Come ogni anno mi
sono “tuffata” in un mondo invisibile, l’ "isola che non c’è”, e come sempre,
tornando a casa, mi sono chiesta come sia possibile che questa realtà venga
trascurata, nascosta, non considerata.
Partecipavo con Giancarlo
alla sessione annuale dell’Expert Mechanism on the Rights of Indigenous Peoples
dell’ONU di Ginevra, eravamo lì in veste di delegati di sei comunità indigene di tutto il pianeta per difendere le
loro tradizioni e i loro luoghi sacri. Un impegno preso molti anni fa,
riconoscendoci nei loro diritti e nella consapevolezza di una comune identità.
Con noi c’erano i nostri compagni di avventura, Luca e Gianluca, staff ormai
consolidato che vive con noi le stesse passioni, non solo musicali.
Una full immersion
tra le comunità native ha il potere di risvegliare la speranza che il mondo
possa davvero cambiare. Assistere alle discussioni su come rendere pratica la
Carta dei Diritti, quei diritti fondamentali che dovrebbero essere il minimo
standard riconosciuto a chiunque, ascoltare le esperienze personali di chi è
stato sottoposto a violenze e abusi, nemmeno tanto tempo fa, e nello stesso
tempo vedere con quanta dignità, consapevolezza e armonia tutti questi problemi
vengono affrontati... è decisamente un’esperienza non comune.
Così come è
un’esperienza non comune vedere in tutte queste comunità, così diverse, così
lontane per luogo geografico e appartenenza culturale, spesso con lingue
incomprensibili, una sintonia che permette di intendersi sulle cose fondamentali,
come il rapporto con Madre Terra e il riferimento spirituale nella Natura.

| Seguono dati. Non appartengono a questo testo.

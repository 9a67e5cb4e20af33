//! Capability interface for upstream lookups

use starter_core::StarterResult;

/// Read-only access to the two tracked upstreams
#[cfg_attr(test, mockall::automock)]
pub trait UpstreamClient {
    /// SHA of the tracked branch head, `None` when the response carries no SHA
    fn fetch_latest_commit(&self) -> StarterResult<Option<String>>;

    /// Every version string the package registry lists, stable or not
    fn fetch_package_versions(&self) -> StarterResult<Vec<String>>;
}

impl<T: UpstreamClient + ?Sized> UpstreamClient for &T {
    fn fetch_latest_commit(&self) -> StarterResult<Option<String>> {
        (**self).fetch_latest_commit()
    }

    fn fetch_package_versions(&self) -> StarterResult<Vec<String>> {
        (**self).fetch_package_versions()
    }
}

impl<T: UpstreamClient + ?Sized> UpstreamClient for Box<T> {
    fn fetch_latest_commit(&self) -> StarterResult<Option<String>> {
        (**self).fetch_latest_commit()
    }

    fn fetch_package_versions(&self) -> StarterResult<Vec<String>> {
        (**self).fetch_package_versions()
    }
}
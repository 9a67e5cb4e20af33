pub mod paths;
pub mod version;

// Re-export commonly used functions
pub use paths::{accounts_store_path, describe_paths, is_custom_home, settings_path, starter_home};
pub use version::{
    compare_versions, is_newer_version, is_stable_version, latest_stable, natural_cmp,
    parse_version, stable_versions,
};
//! Results of upstream update checks

use serde::{Deserialize, Serialize};

/// Placeholder for a version that is not recorded or could not be read
pub const UNKNOWN_VERSION: &str = "unknown";

/// Outcome of checking a single upstream source
///
/// An errored check never claims an update and never carries a latest value.
#[derive(Debug, Clone, PartialEq, Eq, Serialize, Deserialize)]
pub struct UpdateCheckResult {
    pub has_update: bool,
    pub current: String,
    pub latest: Option<String>,
    pub repository: String,
    pub error: Option<String>,
}

impl UpdateCheckResult {
    /// A completed lookup
    pub fn checked(
        current: impl Into<String>,
        latest: Option<String>,
        has_update: bool,
        repository: impl Into<String>,
    ) -> Self {
        Self {
            has_update: has_update && latest.is_some(),
            current: current.into(),
            latest,
            repository: repository.into(),
            error: None,
        }
    }

    /// A lookup that failed before a latest value was known
    pub fn failed(
        current: impl Into<String>,
        repository: impl Into<String>,
        error: impl Into<String>,
    ) -> Self {
        Self {
            has_update: false,
            current: current.into(),
            latest: None,
            repository: repository.into(),
            error: Some(error.into()),
        }
    }

    pub fn is_error(&self) -> bool {
        self.error.is_some()
    }

    /// Latest value for display, `"unknown"` when none was obtained
    pub fn latest_or_unknown(&self) -> &str {
        self.latest.as_deref().unwrap_or(UNKNOWN_VERSION)
    }
}

/// Combined result of both upstream checks
#[derive(Debug, Clone, PartialEq, Eq, Serialize, Deserialize)]
pub struct UpdateReport {
    pub tall_starter: UpdateCheckResult,
    pub laravel_official: UpdateCheckResult,
}

impl UpdateReport {
    pub fn any_update(&self) -> bool {
        self.tall_starter.has_update || self.laravel_official.has_update
    }

    pub fn errors(&self) -> Vec<(&'static str, &str)> {
        [
            ("tall_starter", &self.tall_starter),
            ("laravel_official", &self.laravel_official),
        ]
        .into_iter()
        .filter_map(|(key, result)| result.error.as_deref().map(|e| (key, e)))
        .collect()
    }

    pub fn to_json_pretty(&self) -> Result<String, crate::StarterError> {
        Ok(serde_json::to_string_pretty(self)?)
    }
}
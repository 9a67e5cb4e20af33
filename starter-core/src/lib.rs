//! Core utilities and types shared across all starter crates

pub mod config;
pub mod error;
pub mod system;
pub mod types;

// Re-export commonly used types
pub use config::{load_settings, load_settings_or_default, save_settings, Settings};
pub use config::sources::{load_sources, SourceEntry, UpstreamSourcesConfig};
pub use error::{StarterError, StarterResult};

pub use types::{
    mask_password, AdminAccountRequest, NewUser, OutputFormat, UpdateCheckResult, UpdateReport,
    UNKNOWN_VERSION,
};

// Re-export system utilities
pub use system::{
    // Path functions
    starter_home,
    settings_path,
    accounts_store_path,
    // Version functions
    compare_versions,
    is_newer_version,
    is_stable_version,
    latest_stable,
    natural_cmp,
};

/// Version information for the starter tooling
pub const VERSION: &str = env!("CARGO_PKG_VERSION");
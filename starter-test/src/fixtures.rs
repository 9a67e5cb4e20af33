//! Test fixtures shaped like the upstream documents

use serde_json::{json, Map, Value};

/// A full-length commit SHA for the tracked branch head
pub const COMMIT_SHA: &str = "7c1e4b9a2f6d8e0c3b5a7d9f1e2c4b6a8d0f2e4c";

/// An older commit recorded in the sources document
pub const OLD_COMMIT_SHA: &str = "a3f0c2d4e6b8a0c2e4f6b8d0a2c4e6f8b0d2f4a6";

/// Upstream sources document recording the given versions
pub fn sources_json(commit_hash: &str, laravel_version: &str) -> String {
    serde_json::to_string_pretty(&json!({
        "sources": {
            "tall_starter": {
                "current_version": { "commit_hash": commit_hash }
            },
            "laravel_official_livewire": {
                "current_version": { "laravel_version": laravel_version }
            }
        }
    }))
    .expect("fixture serializes")
}

/// GitHub commit document
pub fn commit_document(sha: &str) -> Value {
    json!({
        "sha": sha,
        "commit": { "message": "Update dependencies" },
        "html_url": format!("https://github.com/mortenebak/tallstarter/commit/{}", sha)
    })
}

/// Packagist package document listing `versions`
pub fn packagist_document(versions: &[&str]) -> Value {
    let entries: Map<String, Value> = versions
        .iter()
        .map(|v| (v.to_string(), json!({ "version": v, "require": {} })))
        .collect();

    json!({
        "package": {
            "name": "laravel/framework",
            "versions": entries
        }
    })
}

Eppure, nonostante quello che i Nativi hanno subìto dai
colonizzatori, in loro traspare un’armonia, una pace invidiabile, ma anche una
determinazione nel far valere i propri diritti.
E’ in atto un processo di “riconciliazione” che ha lo scopo
di aprire un dialogo tra i governi e i Popoli indigeni, facendo finalmente
emergere le responsabilità degli Stati circa i soprusi del passato allo scopo
di trovare una via di uscita da posizioni apparentemente inconciliabili, e
soprattutto di intraprendere un dialogo. Ora i governi chiedono scusa ai
Nativi, come l’Australia che ha instaurato il “Sorry Day”, ma questo agli
indigeni ovviamente non è sufficiente. La Truth and Reconciliation Commission
del Canada stimola gli aborigeni a farsi avanti, a testimoniare le violenze
subite, a uscire allo scoperto. Il suo motto è: “La verità sulle nostre comuni
esperienze aiuterà a liberare i nostri spiriti e aprirà la via per la
riconciliazione.”

Eppure il genocidio dei Popoli indigeni è considerato
evidentemente un fatto trascurabile dai libri di storia e dai mass media. Su Wikipedia alla voce
"Genocidio" troviamo le stragi compiute dai nazisti in Europa e dai comunisti in varie parti del mondo. Nessun accenno allo sterminio degli Nativi
americani, 97% della popolazione dal 1500 alla fine del 1800. Nessu accenno al
genocidio canadese né a quello degli aborigeni australiani e neo-zelandesi ad
opera degli inglesi che dal 1700 al 1928 ha decimato oltre il 90% della
popolazione. Evidentemente, questi sono genocidi di serie B. Nemmeno a questo
riconoscimento hanno diritti i Popoli indigeni.
I danni della Discovery Doctrine non sono evidenti solo nei
Nativi di altri continenti: si sono manifestati anche in Europa. Le “prove generali”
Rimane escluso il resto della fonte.